Start of Block

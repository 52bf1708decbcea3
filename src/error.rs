//! Error types for ledger operations.

use serde::{Deserialize, Serialize};

/// Machine-checkable failure kind carried by every error response.
#[derive(Debug, Clone, Copy, PartialEq, Eq, Hash, Serialize, Deserialize)]
pub enum ErrorKind {
    BadArgumentCount,
    UnknownOperation,
    NotFound,
    InvalidAttribute,
    InvalidQuery,
    MalformedKey,
    StoreUnavailable,
    QueryUnsupported,
    MalformedRecord,
    Config,
}

/// Error type for every ledger operation.
#[derive(Debug, Clone, PartialEq, Eq, thiserror::Error)]
pub enum LedgerError {
    /// Operation invoked with the wrong number of positional arguments.
    #[error("incorrect number of arguments for {operation}: expected {expected}, got {actual}")]
    BadArgumentCount {
        operation: String,
        expected: String,
        actual: usize,
    },

    /// No operation registered under this name.
    #[error("not a valid operation: {0}")]
    UnknownOperation(String),

    /// Point lookup found nothing at the key.
    #[error("record does not exist: {0}")]
    NotFound(String),

    /// Namespace or attribute cannot be part of a composite key.
    #[error("invalid key attribute {value:?}: {reason}")]
    InvalidAttribute { value: String, reason: String },

    /// Selector could not be built or parsed.
    #[error("invalid query: {0}")]
    InvalidQuery(String),

    /// Key does not decode under the composite-key layout.
    #[error("malformed composite key {key:?}: {reason}")]
    MalformedKey { key: String, reason: String },

    /// Substrate could not serve the call.
    #[error("state store unavailable: {0}")]
    StoreUnavailable(String),

    /// Store cannot evaluate selector queries.
    #[error("rich query is not supported by this state store")]
    QueryUnsupported,

    /// Stored bytes are not a valid JSON record.
    #[error("record at key {key:?} is not valid JSON: {reason}")]
    MalformedRecord { key: String, reason: String },

    /// Config could not be parsed or validated.
    #[error("configuration error: {0}")]
    Config(String),
}

/// Result alias used throughout the crate.
pub type LedgerResult<T> = Result<T, LedgerError>;

impl LedgerError {
    /// The kind reported in an `ErrorBody`.
    pub fn kind(&self) -> ErrorKind {
        match self {
            LedgerError::BadArgumentCount { .. } => ErrorKind::BadArgumentCount,
            LedgerError::UnknownOperation(_) => ErrorKind::UnknownOperation,
            LedgerError::NotFound(_) => ErrorKind::NotFound,
            LedgerError::InvalidAttribute { .. } => ErrorKind::InvalidAttribute,
            LedgerError::InvalidQuery(_) => ErrorKind::InvalidQuery,
            LedgerError::MalformedKey { .. } => ErrorKind::MalformedKey,
            LedgerError::StoreUnavailable(_) => ErrorKind::StoreUnavailable,
            LedgerError::QueryUnsupported => ErrorKind::QueryUnsupported,
            LedgerError::MalformedRecord { .. } => ErrorKind::MalformedRecord,
            LedgerError::Config(_) => ErrorKind::Config,
        }
    }

    /// HTTP-style status code for this error.
    pub fn status_code(&self) -> u16 {
        match self {
            LedgerError::BadArgumentCount { .. } => 400,
            LedgerError::UnknownOperation(_) => 404,
            LedgerError::NotFound(_) => 404,
            LedgerError::InvalidAttribute { .. } => 400,
            LedgerError::InvalidQuery(_) => 400,
            LedgerError::MalformedKey { .. } => 400,
            LedgerError::StoreUnavailable(_) => 503,
            LedgerError::QueryUnsupported => 501,
            LedgerError::MalformedRecord { .. } => 500,
            LedgerError::Config(_) => 500,
        }
    }

    /// Structured body returned to the caller in place of a payload.
    pub fn to_body(&self) -> ErrorBody {
        ErrorBody {
            kind: self.kind(),
            message: self.to_string(),
        }
    }

    pub(crate) fn invalid_attribute(value: &str, reason: impl Into<String>) -> Self {
        LedgerError::InvalidAttribute {
            value: value.to_string(),
            reason: reason.into(),
        }
    }

    pub(crate) fn malformed_key(key: &str, reason: impl Into<String>) -> Self {
        LedgerError::MalformedKey {
            key: key.to_string(),
            reason: reason.into(),
        }
    }
}

/// Serialized failure: `{"kind": "...", "message": "..."}`.
#[derive(Debug, Clone, PartialEq, Eq, Serialize, Deserialize)]
pub struct ErrorBody {
    pub kind: ErrorKind,
    pub message: String,
}

impl From<toml::de::Error> for LedgerError {
    fn from(err: toml::de::Error) -> Self {
        LedgerError::Config(err.to_string())
    }
}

End of Block

§ WHAT IS EXPECTED
Give again, exactly as written, the lines running from the first line of the data above through the line that contains "every ledger operation.".

§ RESULT
repository 52bf1708decbcea3
filename src/error.rs
//! Error types for ledger operations.

use serde::{Deserialize, Serialize};

/// Machine-checkable failure kind carried by every error response.
#[derive(Debug, Clone, Copy, PartialEq, Eq, Hash, Serialize, Deserialize)]
pub enum ErrorKind {
    BadArgumentCount,
    UnknownOperation,
    NotFound,
    InvalidAttribute,
    InvalidQuery,
    MalformedKey,
    StoreUnavailable,
    QueryUnsupported,
    MalformedRecord,
    Config,
}

/// Error type for every ledger operation.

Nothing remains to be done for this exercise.